The only people who can employ such extraordinarily inhumane means of killing animals are trappers. Although historically trapping was used to harvest animals' fur, this is not why modern trappers trap. The market for animal fur is almost non-existent, and trappers get only a few dollars, if that, for their pelts. This is why the head of the Vermont Trappers Association stood up at a meeting in Bolton a few years ago and said, "I don't know why we still trap, honestly." Trappers also do not trap animals for food, because the winter seasons for trapping are designed to harvest animals when their fur is thickest, but their flesh is thinnest.

Trapping does nothing to manage wildlife populations: Fur-bearing animals self-regulate their populations in accordance with the availability of prey species and natural resources, a biological principle called Carrying Capacity of the land. The only reasons trappers give for why they continue to trap is for "recreation" and "tradition." But given the degree of suffering and abuse that animals suffer in traps, most Vermonters do not accept this as a justification for trapping.

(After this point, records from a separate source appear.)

//! Merged configuration namespace for one resolved target
//!
//! Settings are built in two passes over the resolution. Definitions come
//! first, in package name order, and seed each setting's default. Overrides
//! follow, ordered by package type priority and then name, with caller
//! supplied overrides applied last. Every contribution is appended to the
//! setting's history; the last one is the effective value.

use kiln_package::Resolution;
use std::collections::btree_map::Entry;
use std::collections::{BTreeMap, BTreeSet};
use std::fmt;

/// Priority of the first caller override set; each further set is one higher
const OVERRIDE_PRIORITY: u16 = 0x100;

/// One contribution to a setting
#[derive(Debug, Clone, PartialEq, Eq)]
pub struct CfgPoint {
    /// Package (or override source) that contributed the value
    pub source: String,
    pub value: String,
}

impl CfgPoint {
    pub fn new(source: impl Into<String>, value: impl Into<String>) -> Self {
        Self {
            source: source.into(),
            value: value.into(),
        }
    }
}

/// A setting with its full contribution history
#[derive(Debug, Clone, PartialEq, Eq)]
pub struct CfgEntry {
    name: String,
    value: String,
    description: String,
    history: Vec<CfgPoint>,
}

impl CfgEntry {
    pub fn name(&self) -> &str {
        &self.name
    }

    /// Effective value
    pub fn value(&self) -> &str {
        &self.value
    }

    pub fn description(&self) -> &str {
        &self.description
    }

    /// Contributions in application order; the first is the default
    pub fn history(&self) -> &[CfgPoint] {
        &self.history
    }

    /// The unconditioned default
    pub fn default_point(&self) -> &CfgPoint {
        &self.history[0]
    }

    /// Package that introduced the setting
    pub fn origin(&self) -> &str {
        &self.history[0].source
    }

    pub fn is_overridden(&self) -> bool {
        self.history.len() > 1
    }

    /// Sources of every contribution after the default
    pub fn overriders(&self) -> impl Iterator<Item = &str> {
        self.history[1..].iter().map(|p| p.source.as_str())
    }
}

#[derive(Debug, Clone, Copy, PartialEq, Eq, PartialOrd, Ord)]
pub enum ConflictKind {
    /// More than one package defines the setting
    Redefined,
    /// Packages of the same priority set different values
    Ambiguous,
}

/// An unresolved disagreement about a setting
#[derive(Debug, Clone, PartialEq, Eq)]
pub struct CfgConflict {
    pub setting: String,
    pub kind: ConflictKind,
    /// The clashing contributions, in application order
    pub points: Vec<CfgPoint>,
}

impl fmt::Display for CfgConflict {
    fn fmt(&self, f: &mut fmt::Formatter<'_>) -> fmt::Result {
        match self.kind {
            ConflictKind::Redefined => {
                let sources: Vec<&str> = self.points.iter().map(|p| p.source.as_str()).collect();
                write!(
                    f,
                    "Setting {} defined by multiple packages: {}",
                    self.setting,
                    sources.join(", ")
                )
            }
            ConflictKind::Ambiguous => {
                let values: Vec<String> = self
                    .points
                    .iter()
                    .map(|p| format!("{}={}", p.source, p.value))
                    .collect();
                write!(
                    f,
                    "Setting {} has ambiguous values: {}",
                    self.setting,
                    values.join(", ")
                )
            }
        }
    }
}

/// Configuration namespace of one resolution
#[derive(Debug, Clone, Default, PartialEq, Eq)]
pub struct Cfg {
    entries: BTreeMap<String, CfgEntry>,
    conflicts: Vec<CfgConflict>,
    warnings: Vec<String>,
}

impl Cfg {
    pub fn get(&self, name: &str) -> Option<&CfgEntry> {
        self.entries.get(name)
    }

    /// Effective value of a setting
    pub fn value(&self, name: &str) -> Option<&str> {
        self.entries.get(name).map(CfgEntry::value)
    }

    /// Entries in setting name order
    pub fn entries(&self) -> impl Iterator<Item = &CfgEntry> {
        self.entries.values()
    }

    pub fn len(&self) -> usize {
        self.entries.len()
    }

    pub fn is_empty(&self) -> bool {
        self.entries.is_empty()
    }

    /// Setting name -> effective value
    pub fn values(&self) -> BTreeMap<String, String> {
        self.entries
            .values()
            .map(|e| (e.name.clone(), e.value.clone()))
            .collect()
    }

    pub fn conflicts(&self) -> &[CfgConflict] {
        &self.conflicts
    }

    pub fn has_conflicts(&self) -> bool {
        !self.conflicts.is_empty()
    }

    /// Every conflict, one per line; empty when there are none
    pub fn error_text(&self) -> String {
        if self.conflicts.is_empty() {
            return String::new();
        }

        let mut text = String::from("Syscfg conflicts:");
        for conflict in &self.conflicts {
            text.push_str("\n    ");
            text.push_str(&conflict.to_string());
        }
        text
    }

    pub fn warnings(&self) -> &[String] {
        &self.warnings
    }

    pub fn warning_text(&self) -> String {
        self.warnings.join("\n")
    }

    /// Entries grouped by the package that introduced them.
    ///
    /// Packages and the settings within each group are name sorted.
    pub fn entries_by_package(&self) -> BTreeMap<&str, Vec<&CfgEntry>> {
        let mut groups: BTreeMap<&str, Vec<&CfgEntry>> = BTreeMap::new();
        for entry in self.entries.values() {
            groups.entry(entry.origin()).or_default().push(entry);
        }
        groups
    }
}

/// Builds a [`Cfg`] from a resolution
pub struct CfgMerger<'a> {
    resolution: &'a Resolution,
    overrides: Vec<(String, BTreeMap<String, String>)>,
}

impl<'a> CfgMerger<'a> {
    pub fn new(resolution: &'a Resolution) -> Self {
        Self {
            resolution,
            overrides: Vec::new(),
        }
    }

    /// Apply `values` on top of every package contribution.
    ///
    /// Later override sets take precedence over earlier ones.
    pub fn with_overrides(
        mut self,
        source: impl Into<String>,
        values: BTreeMap<String, String>,
    ) -> Self {
        self.overrides.push((source.into(), values));
        self
    }

    pub fn merge(&self) -> Cfg {
        let mut state = MergeState::default();

        for rpkg in self.resolution.packages() {
            for (name, def) in rpkg.package().syscfg_defs() {
                state.define(name, CfgPoint::new(rpkg.name(), &def.value), &def.description);
            }
        }

        // Stable sort keeps name order within a priority.
        let mut contributors: Vec<_> = self
            .resolution
            .packages()
            .map(|rpkg| rpkg.package())
            .filter(|pkg| !pkg.syscfg_vals().is_empty())
            .collect();
        contributors.sort_by_key(|pkg| pkg.package_type().priority());

        for pkg in contributors {
            let priority = u16::from(pkg.package_type().priority());
            for (name, value) in pkg.syscfg_vals() {
                state.set(name, CfgPoint::new(pkg.name(), value), priority);
            }
        }

        for (offset, (source, values)) in (0u16..).zip(&self.overrides) {
            for (name, value) in values {
                state.set(name, CfgPoint::new(source, value), OVERRIDE_PRIORITY + offset);
            }
        }

        let cfg = state.finish();
        tracing::debug!(
            "Merged syscfg for {}: {} settings, {} conflicts",
            self.resolution.target(),
            cfg.len(),
            cfg.conflicts.len()
        );
        cfg
    }
}

#[derive(Default)]
struct PendingEntry {
    description: String,
    history: Vec<CfgPoint>,
    definers: Vec<CfgPoint>,
    overriders: Vec<(u16, CfgPoint)>,
}

#[derive(Default)]
struct MergeState {
    pending: BTreeMap<String, PendingEntry>,
    warnings: Vec<String>,
}

impl MergeState {
    fn define(&mut self, name: &str, point: CfgPoint, description: &str) {
        let entry = self.pending.entry(name.to_string()).or_default();
        if !description.is_empty() {
            entry.description = description.to_string();
        }
        entry.history.push(point.clone());
        entry.definers.push(point);
    }

    fn set(&mut self, name: &str, point: CfgPoint, priority: u16) {
        let entry = match self.pending.entry(name.to_string()) {
            Entry::Occupied(occupied) => occupied.into_mut(),
            Entry::Vacant(vacant) => {
                self.warnings.push(format!(
                    "Setting {} set by {} is not defined by any package",
                    name, point.source
                ));
                vacant.insert(PendingEntry::default())
            }
        };
        entry.history.push(point.clone());
        entry.overriders.push((priority, point));
    }

    fn finish(self) -> Cfg {
        let mut entries = BTreeMap::new();
        let mut conflicts = Vec::new();

        for (name, pending) in self.pending {
            if pending.definers.len() > 1 {
                conflicts.push(CfgConflict {
                    setting: name.clone(),
                    kind: ConflictKind::Redefined,
                    points: pending.definers,
                });
            }

            if let Some(top) = pending.overriders.iter().map(|(p, _)| *p).max() {
                let points: Vec<CfgPoint> = pending
                    .overriders
                    .into_iter()
                    .filter(|(p, _)| *p == top)
                    .map(|(_, point)| point)
                    .collect();
                let distinct: BTreeSet<&str> = points.iter().map(|p| p.value.as_str()).collect();
                if distinct.len() > 1 {
                    conflicts.push(CfgConflict {
                        setting: name.clone(),
                        kind: ConflictKind::Ambiguous,
                        points,
                    });
                }
            }

            let value = pending
                .history
                .last()
                .map(|p| p.value.clone())
                .unwrap_or_default();
            entries.insert(
                name.clone(),
                CfgEntry {
                    name,
                    value,
                    description: pending.description,
                    history: pending.history,
                },
            );
        }

        Cfg {
            entries,
            conflicts,
            warnings: self.warnings,
        }
    }
}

"The way we treat animals says much about ourselves." Senseless and unnecessary violence against wild animals is part of a spectrum of violence in our society, encompassing domestic violence against women, violence against African-Americans and other minorities, and, yes, the politically-motivated violence that we saw in Washington D.C. on Wednesday. If you have pets or care at all about animals, write to your local representatives and senators today, and tell them to support or sponsor a bill to ban trapping in Vermont.